DREAM

Reproducing https://pad.public.cat/software-syndicate?both to gather feedback.

full text, work in process

Software Syndicate

Purpose (of this pad)

  • Outline what a software syndicate is defined in its goals, methodologies, and functions.
  • Describe how different software syndicates can operate towards a shared goal, …
  • Create a guide on how to start your own software syndicate

What is a syndicate?

according to Webster dictionary:

  1. a group organized to carry out a particular transaction or enterprise
  2. an association of organized criminals
  3. a workers managed entreprise

A syndicate is a structure where professionals/ businesses meet to facilitate their work by sharing ressources.
It is different from a union, as the later is a structure aimed at defending worker’s rights.
The choice of the syndicate structure responds to the reality that most free-software projects carry along an eutreprenarial or cooperative model.

In the third definition the term syndicate is associated to anarcho syndicalism as a method for workers in capitalist society to gain control of an economy, thus control and influence in broader society. Anarcho-syndicalism is our point of reference where different needs of society are organised locally at communal level then federated.

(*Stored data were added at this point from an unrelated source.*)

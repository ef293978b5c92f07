//! # Album Tree
//!
//! Finalizes the album tree of a static photo gallery. Albums are virtual
//! groups of photos and videos, independent of how files sit on disk; a file
//! scanner builds the raw tree and a renderer turns the finalized tree into
//! HTML. This crate is the step in between.
//!
//! ```text
//! scanner  →  tree.json  →  Album tree  →  finalize  →  FinalizedAlbum tree  →  renderer
//! ```
//!
//! Finalizing a tree:
//!
//! - assigns every album its output path, URL, depth and basename,
//! - aggregates photo/video counts and date ranges bottom-up,
//! - writes a short summary (`"2 albums, 3 photos, 1 video"`),
//! - sorts media and child albums by the configured policies,
//! - picks a fixed-size strip of previews, borrowing from sub-albums and
//!   padding with a placeholder.
//!
//! # Module Map
//!
//! | Module | Role |
//! |--------|------|
//! | [`album`] | `Album`, `AlbumFactory`, and the recursive `finalize` producing `FinalizedAlbum` |
//! | [`stats`] | Bottom-up stats aggregation and summary text |
//! | [`sort`] | Media and album sort policies |
//! | [`naming`] | Basename sanitising, title formatting, numeric title detection |
//! | [`types`] | Media records and preview slots |
//! | [`config`] | `config.toml` loading, merging, and validation |
//! | [`manifest`] | JSON input tree and output manifest |
//! | [`output`] | CLI output formatting |
//!
//! # Design Decisions
//!
//! ## Two Trees Instead of Mutation
//!
//! Finalization borrows the input [`album::Album`] tree and builds a new
//! [`album::FinalizedAlbum`] tree. Fields that only exist after finalization
//! (stats, previews, paths) are not optional on the output type, and a
//! half-finalized album can never be observed. Finalizing the same input
//! twice gives the same output.
//!
//! ## Closed Sort Keys
//!
//! Sort keys are enums. Unknown keys in config parse to an explicit
//! `Unsorted` variant that keeps the existing order, and a warning is logged.
//!
//! ## Placeholder by Variant
//!
//! Missing previews are [`types::Preview::Missing`], recognized by variant.
//! Real previews are shared references to the files they show.

pub mod album;
pub mod config;
pub mod manifest;
pub mod naming;
pub mod output;
pub mod sort;
pub mod stats;
pub mod types;

#[cfg(test)]
pub(crate) mod test_helpers;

A communalist way of thinking about technology engages us in thinking needs at local level and looking to federate what gains can be mutualised.

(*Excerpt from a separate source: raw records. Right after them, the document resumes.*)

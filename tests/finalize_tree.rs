//! End-to-end finalization through the public API: build a tree with the
//! factory, finalize it, and check what the renderer would see.

use album_tree::album::{AlbumFactory, AlbumInit, FinalizedAlbum};
use album_tree::config::SiteConfig;
use album_tree::manifest::{TreeManifest, build_tree};
use album_tree::sort::{AlbumSortBy, MediaSortBy, SortDirection};
use album_tree::types::{MISSING_THUMBNAIL, MediaFile};
use chrono::{TimeZone, Utc};

fn at(month: u32, day: u32) -> chrono::DateTime<Utc> {
    Utc.with_ymd_and_hms(2023, month, day, 12, 0, 0).unwrap()
}

fn titles(albums: &[FinalizedAlbum]) -> Vec<&str> {
    albums.iter().map(|a| a.title.as_str()).collect()
}

fn gallery(factory: &mut AlbumFactory) -> album_tree::album::Album {
    let tokyo = factory.album(AlbumInit::new("Tokyo Nights").with_files([
        MediaFile::image("neon.jpg").with_date(at(4, 3)),
        MediaFile::video("crossing.mp4").with_date(at(4, 2)),
    ]));
    let japan = factory.album(
        AlbumInit::new("Japan")
            .with_files([MediaFile::image("fuji.jpg").with_date(at(4, 1))])
            .with_albums([tokyo]),
    );
    let year = factory.album(
        AlbumInit::new("2022").with_files([MediaFile::image("old.jpg").with_date(at(1, 1))]),
    );
    let beach = factory.album(
        AlbumInit::new("beach_weekend")
            .with_files([MediaFile::image("sand.jpg").with_date(at(7, 9))]),
    );
    factory.album(AlbumInit::new("Gallery").with_albums([japan, year, beach]))
}

#[test]
fn finalized_gallery_is_ready_for_rendering() {
    let mut factory = AlbumFactory::new();
    let root = gallery(&mut factory).finalize(&SiteConfig::default());

    assert!(root.home);
    assert_eq!(root.path, "index.html");
    assert_eq!(titles(&root.albums), vec!["2022", "Japan", "beach_weekend"]);
    assert_eq!(root.summary, "3 albums, 4 photos, 1 video");

    let japan = &root.albums[1];
    assert_eq!(japan.url, "Japan.html");
    let tokyo = &japan.albums[0];
    assert_eq!(tokyo.basename, "Japan-TokyoNights");
    assert_eq!(tokyo.path, "Japan-TokyoNights.html");
    assert_eq!(tokyo.depth, 2);

    let tokyo_files: Vec<&str> = tokyo.files.iter().map(|f| f.filename.as_str()).collect();
    assert_eq!(tokyo_files, vec!["crossing.mp4", "neon.jpg"]);

    let japan_previews: Vec<&str> = japan.previews.iter().map(|p| p.thumbnail()).collect();
    assert_eq!(
        japan_previews[..3],
        [
            "media/thumbs/fuji.jpg",
            "media/thumbs/crossing.mp4",
            "media/thumbs/neon.jpg"
        ]
    );
    assert!(japan_previews[3..].iter().all(|t| *t == MISSING_THUMBNAIL));
}

#[test]
fn configured_options_flow_through_the_tree() {
    let mut config = SiteConfig {
        albums_output_folder: "albums".into(),
        index: "home.html".into(),
        titleize_album_names: true,
        ..SiteConfig::default()
    };
    config.sort.albums_by = AlbumSortBy::Title;
    config.sort.albums_direction = SortDirection::Desc;
    config.sort.albums_numbers_first = true;
    config.sort.media_by = MediaSortBy::Filename;
    config.previews.count = 2;

    let root = gallery(&mut AlbumFactory::new()).finalize(&config);

    assert_eq!(root.url, "home.html");
    assert_eq!(titles(&root.albums), vec!["2022", "Japan", "Beach Weekend"]);
    let beach = &root.albums[2];
    assert_eq!(beach.basename, "beach_weekend");
    assert_eq!(beach.url, "albums/beach_weekend.html");
    for album in &root.albums {
        assert_eq!(album.previews.len(), 2);
    }
    let tokyo_files: Vec<&str> = root.albums[1].albums[0]
        .files
        .iter()
        .map(|f| f.filename.as_str())
        .collect();
    assert_eq!(tokyo_files, vec!["crossing.mp4", "neon.jpg"]);
}

#[test]
fn unknown_sort_keys_keep_input_order() {
    let mut config = SiteConfig::default();
    config.sort.albums_by = AlbumSortBy::from("popularity".to_string());
    config.sort.media_by = MediaSortBy::from("size".to_string());

    let root = gallery(&mut AlbumFactory::new()).finalize(&config);
    assert_eq!(titles(&root.albums), vec!["Japan", "2022", "beach_weekend"]);
    let tokyo_files: Vec<&str> = root.albums[0].albums[0]
        .files
        .iter()
        .map(|f| f.filename.as_str())
        .collect();
    assert_eq!(tokyo_files, vec!["neon.jpg", "crossing.mp4"]);
}

#[test]
fn manifest_tree_finalizes_like_a_built_tree() {
    let node: TreeManifest = serde_json::from_str(
        r#"{
            "title": "Gallery",
            "albums": [
                { "title": "Zebra" },
                { "title": "2023" },
                { "title": "Apple" }
            ]
        }"#,
    )
    .unwrap();
    let mut config = SiteConfig::default();
    config.sort.albums_by = AlbumSortBy::Title;
    config.sort.albums_numbers_first = true;

    let root = build_tree(node, &mut AlbumFactory::new()).finalize(&config);
    assert_eq!(titles(&root.albums), vec!["2023", "Apple", "Zebra"]);
    assert_eq!(root.summary, "3 albums");
    assert!(root.previews.iter().all(|p| p.is_missing()));
}

#[test]
fn factory_reset_gives_deterministic_ids() {
    let mut factory = AlbumFactory::new();
    let first = gallery(&mut factory);
    factory.reset();
    let second = gallery(&mut factory);
    assert_eq!(first, second);
    assert_eq!(first.id, 5);
}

Purpose (of the software syndicate)

What form can it take?

The software syndicate is a local alliance of developers and community interested in thinking the tools they use; it can take different forms both proposing both social and digital tools. There are already existing structures that we can build from, hackerspace network is one example, but other civil society structures can be a supportive base also. The software syndicate looks at transforming the decision process about software development among developers including users in the decision process.

Motivations

Organisations, groups, and projects under capitalism have the tendency to centralise.
This is both because of monetary incentives (it might be cheaper to just have one of something than many), as well as authority incentives; it is easier to control an organisation that is structured hierarchically.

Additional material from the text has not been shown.